# This Is What Happens If You Drive a Train Into a House



## CHamilton (Jan 15, 2013)

> This Is What Happens If You Drive a Train Into a House
> 
> 
> 
> ...


----------



## VentureForth (Jan 15, 2013)

This is a link to the street view on Google Maps. You can spin around and see the buffer track just yards (meters?) away from the apartment.

https://maps.google.com/maps?q=Saltsj%C3%B6baden,+Sweden&hl=en&ie=UTF8&ll=59.278814,18.313707&spn=0.000005,0.008234&sll=37.0625,-95.677068&sspn=29.245848,67.456055&oq=Saltsjobanan+&hnear=Saltsj%C3%B6baden,+Stockholm+County,+Sweden&t=m&z=18&layer=c&cbll=59.278814,18.313707&panoid=obH5PF11aCt-pBRj7x6MWQ&cbp=12,40.37,,0,6.8


----------



## jsreeves (Jan 15, 2013)

Extreme railfanning.


----------



## ScottRu (Jan 15, 2013)

I try to never drive trains into houses.


----------



## TimePeace (Jan 15, 2013)

Not good, guy.


----------



## CHamilton (Jan 15, 2013)

More details.



> Swedish woman crashes train after taking it for a joyrideA Swedish cleaner stole a train and took it for a joyride before driving it into an apartment building.
> 
> Crash investigators were at first mystified as to how and why the local commuting train crashed through the buffers at a siding in the outskirts of Stockholm in the early hours of Tuesday morning before ploughing into one of the kitchens of the building where five residents were asleep.
> 
> It later turned out that a cleaner had managed to start the train, which was unoccupied at the time, and take it for a spin.


----------



## fairviewroad (Jan 17, 2013)

CHamilton said:


> More details.
> 
> 
> 
> ...


I _LOVE_ the final sentence of that article: [emphasis mine]

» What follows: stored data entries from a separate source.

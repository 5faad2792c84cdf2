//! List Reconciler: one screen's local copy of a collection, kept in step
//! with bus announcements without re-fetching.
//!
//! # Rules
//!
//! - `Load` fetches the collection for the list's scope. Only the reply to
//!   the most recent `Load` is applied.
//! - `created`: appended if in scope and not already present. An entity
//!   missing embedded relations (an ingredient carrying only a pantry item
//!   id) is fetched in full first and appended when the fetch returns.
//! - `updated`: replaced in place if present. If it has left the scope it is
//!   removed. Absent ids are ignored.
//! - `deleted`: removed if present; a pending fetch for it is abandoned.
//! - Order is load order followed by creation order.
//! - Items appended before the load reply arrives survive it when the reply
//!   does not already contain them.
//!
//! Irrelevant announcements (other kinds, other scopes, unknown ids) are
//! silent no-ops.

use crate::environment::AppEnvironment;
use crate::notice::{NoticeLevel, NoticeSlot};
use crate::resource::{AppMutation, Resource};
use larder_client::{GatewayError, Id};
use larder_core::bus::Mutation;
use larder_core::effect::Effect;
use larder_core::reducer::Reducer;
use larder_core::{async_call, smallvec, SmallVec};
use std::collections::HashSet;
use std::fmt;
use std::marker::PhantomData;
use std::sync::Arc;

/// Where a list is in its initial load.
#[derive(Debug, Clone, Copy, PartialEq, Eq)]
pub enum ListPhase {
    /// Waiting for the collection
    Loading,
    /// Collection loaded
    Ready,
    /// Last load failed; `Load` retries
    Failed,
}

/// Local collection of one resource kind, restricted to a scope.
#[derive(Debug, Clone)]
pub struct ListState<R: Resource> {
    /// Filter key this list is restricted to
    pub scope: R::Scope,
    /// Items in display order
    pub items: Vec<R>,
    /// Load progress
    pub phase: ListPhase,
    /// Failure notices for this list
    pub notice: NoticeSlot,
    ticket: u64,
    hydrating: HashSet<Id>,
    arrived: Vec<Id>,
}

impl<R: Resource> ListState<R> {
    /// Empty list for `scope`, not yet loading
    #[must_use]
    pub fn new(scope: R::Scope) -> Self {
        Self {
            scope,
            items: Vec::new(),
            phase: ListPhase::Loading,
            notice: NoticeSlot::default(),
            ticket: 0,
            hydrating: HashSet::new(),
            arrived: Vec::new(),
        }
    }

    /// Item with `id`, if held
    #[must_use]
    pub fn get(&self, id: &Id) -> Option<&R> {
        self.items.iter().find(|item| item.id() == id)
    }

    /// Whether the list has finished loading
    #[must_use]
    pub fn is_ready(&self) -> bool {
        self.phase == ListPhase::Ready
    }

    /// Whether a full fetch of `id` is outstanding
    #[must_use]
    pub fn is_hydrating(&self, id: &Id) -> bool {
        self.hydrating.contains(id)
    }

    fn position(&self, id: &Id) -> Option<usize> {
        self.items.iter().position(|item| item.id() == id)
    }

    fn append(&mut self, item: R) {
        if self.phase != ListPhase::Ready {
            self.arrived.push(item.id().clone());
        }
        self.items.push(item);
    }

    fn apply_load(&mut self, items: Vec<R>) {
        let mut previous = std::mem::replace(&mut self.items, items);
        for id in std::mem::take(&mut self.arrived) {
            if self.position(&id).is_some() {
                continue;
            }
            if let Some(index) = previous.iter().position(|item| item.id() == &id) {
                self.items.push(previous.remove(index));
            }
        }
        self.phase = ListPhase::Ready;
    }
}

/// Inputs to a [`ListReducer`].
#[derive(Debug, Clone)]
pub enum ListAction<R: Resource> {
    /// Fetch the collection for the list's scope
    Load,
    /// Collection fetched
    Loaded {
        /// Load this reply belongs to
        ticket: u64,
        /// Collection in server order
        items: Vec<R>,
    },
    /// Collection fetch failed
    LoadFailed {
        /// Load this reply belongs to
        ticket: u64,
        /// What went wrong
        error: GatewayError,
    },
    /// Announcement from the bus
    Bus(AppMutation),
    /// Full entity fetched for a shallow announcement
    Hydrated(R),
    /// Full entity fetch failed
    HydrationFailed {
        /// Entity that could not be fetched
        id: Id,
        /// What went wrong
        error: GatewayError,
    },
    /// Notice timer expired
    DismissNotice(u64),
}

/// Reducer for [`ListState`], generic over the resource kind.
pub struct ListReducer<R> {
    _resource: PhantomData<fn() -> R>,
}

impl<R> ListReducer<R> {
    /// Create a reducer
    #[must_use]
    pub const fn new() -> Self {
        Self {
            _resource: PhantomData,
        }
    }
}

impl<R> Default for ListReducer<R> {
    fn default() -> Self {
        Self::new()
    }
}

impl<R> Clone for ListReducer<R> {
    fn clone(&self) -> Self {
        *self
    }
}

impl<R> Copy for ListReducer<R> {}

impl<R> fmt::Debug for ListReducer<R> {
    fn fmt(&self, f: &mut fmt::Formatter<'_>) -> fmt::Result {
        f.debug_struct("ListReducer").finish()
    }
}

impl<R: Resource> ListReducer<R> {
    fn fetch_full(env: &AppEnvironment, id: Id) -> Effect<ListAction<R>> {
        let request = id.clone();
        let gateway = Arc::clone(&env.gateway);
        async_call! {
            call: R::fetch(gateway.as_ref(), &request),
            on_success: |entity| Some(ListAction::Hydrated(entity)),
            on_error: |error| Some(ListAction::HydrationFailed { id, error })
        }
    }

    fn failure(state: &mut ListState<R>, env: &AppEnvironment) -> Effect<ListAction<R>> {
        state.notice.show(
            NoticeLevel::Failure,
            format!("Failed to retrieve {}", R::KIND.plural()),
            env.notice_ttl,
            ListAction::DismissNotice,
        )
    }

    fn on_created(state: &mut ListState<R>, entity: &R, env: &AppEnvironment) -> Effect<ListAction<R>> {
        let id = entity.id();
        if !entity.in_scope(&state.scope) || state.position(id).is_some() || state.hydrating.contains(id) {
            return Effect::None;
        }

        if entity.is_complete() {
            tracing::debug!(kind = %R::KIND, %id, "Appending created entity");
            state.append(entity.clone());
            Effect::None
        } else {
            tracing::debug!(kind = %R::KIND, %id, "Fetching full entity before append");
            state.hydrating.insert(id.clone());
            Self::fetch_full(env, id.clone())
        }
    }

    fn on_updated(state: &mut ListState<R>, entity: &R, env: &AppEnvironment) -> Effect<ListAction<R>> {
        let id = entity.id();
        let Some(index) = state.position(id) else {
            return Effect::None;
        };

        if !entity.in_scope(&state.scope) {
            tracing::debug!(kind = %R::KIND, %id, "Updated entity left scope");
            state.items.remove(index);
            return Effect::None;
        }

        if entity.is_complete() {
            state.items[index] = entity.clone();
            Effect::None
        } else if state.hydrating.insert(id.clone()) {
            Self::fetch_full(env, id.clone())
        } else {
            Effect::None
        }
    }

    fn on_hydrated(state: &mut ListState<R>, entity: R) {
        if !state.hydrating.remove(entity.id()) {
            // Deleted while the fetch was in flight.
            return;
        }

        match (state.position(entity.id()), entity.in_scope(&state.scope)) {
            (Some(index), true) => state.items[index] = entity,
            (Some(index), false) => {
                state.items.remove(index);
            },
            (None, true) => state.append(entity),
            (None, false) => {},
        }
    }
}

impl<R: Resource> Reducer for ListReducer<R> {
    type State = ListState<R>;
    type Action = ListAction<R>;
    type Environment = AppEnvironment;

    fn reduce(
        &self,
        state: &mut ListState<R>,
        action: ListAction<R>,
        env: &AppEnvironment,
    ) -> SmallVec<[Effect<ListAction<R>>; 4]> {
        match action {
            ListAction::Load => {
                state.ticket += 1;
                state.phase = ListPhase::Loading;
                let ticket = state.ticket;
                let scope = state.scope.clone();
                let gateway = Arc::clone(&env.gateway);
                tracing::debug!(kind = %R::KIND, ticket, "Loading list");

                smallvec![async_call! {
                    call: R::list(gateway.as_ref(), &scope),
                    on_success: |items| Some(ListAction::Loaded { ticket, items }),
                    on_error: |error| Some(ListAction::LoadFailed { ticket, error })
                }]
            },

            ListAction::Loaded { ticket, items } => {
                if ticket != state.ticket {
                    tracing::trace!(kind = %R::KIND, ticket, "Ignoring stale load");
                    return smallvec![Effect::None];
                }
                state.apply_load(items);
                smallvec![Effect::None]
            },

            ListAction::LoadFailed { ticket, error } => {
                if ticket != state.ticket {
                    return smallvec![Effect::None];
                }
                tracing::warn!(kind = %R::KIND, %error, "List load failed");
                state.phase = ListPhase::Failed;
                smallvec![Self::failure(state, env)]
            },

            ListAction::Bus(mutation) => {
                let effect = match &mutation {
                    Mutation::Created(entity) => match R::from_entity(entity) {
                        Some(entity) => Self::on_created(state, entity, env),
                        None => Effect::None,
                    },
                    Mutation::Updated(entity) => match R::from_entity(entity) {
                        Some(entity) => Self::on_updated(state, entity, env),
                        None => Effect::None,
                    },
                    Mutation::Deleted(key) => {
                        if key.kind == R::KIND {
                            state.items.retain(|item| item.id() != &key.id);
                            state.hydrating.remove(&key.id);
                        }
                        Effect::None
                    },
                };
                smallvec![effect]
            },

            ListAction::Hydrated(entity) => {
                Self::on_hydrated(state, entity);
                smallvec![Effect::None]
            },

            ListAction::HydrationFailed { id, error } => {
                if !state.hydrating.remove(&id) {
                    return smallvec![Effect::None];
                }
                tracing::warn!(kind = %R::KIND, %id, %error, "Could not fetch full entity");
                smallvec![Self::failure(state, env)]
            },

            ListAction::DismissNotice(id) => {
                state.notice.dismiss(id);
                smallvec![Effect::None]
            },
        }
    }
}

"Managers from Stockholm Transport stressed that, despite the incident, it was *almost impossible* to steal a train and take it on an unauthorised journey."

Yep, "almost" pretty well sums it up!


----------



## Bob Dylan (Jan 17, 2013)

Maybe she was Texting or taking Videos to share with her Friends while "Driving" the Train!! :blink:


----------



## the_traveler (Jan 17, 2013)

I had better go check on the Penthouse Suite and the cleaning crew!


----------



## Swadian Hardcore (Jan 20, 2013)

Reminds me of Silver Streak!


----------



## Anderson (Jan 20, 2013)

Wasn't there a case of this in NYC some time ago, where the only reason the guy got caught was he missed a relatively new signal pattern?


----------



## the_traveler (Jan 20, 2013)

Well, they have drive-in banks and drive-in fast food shops and drive-in pharmacies, so why not drive-in houses? :blush:


----------



## AlanB (Jan 21, 2013)

Anderson said:


> Wasn't there a case of this in NYC some time ago, where the only reason the guy got caught was he missed a relatively new signal pattern?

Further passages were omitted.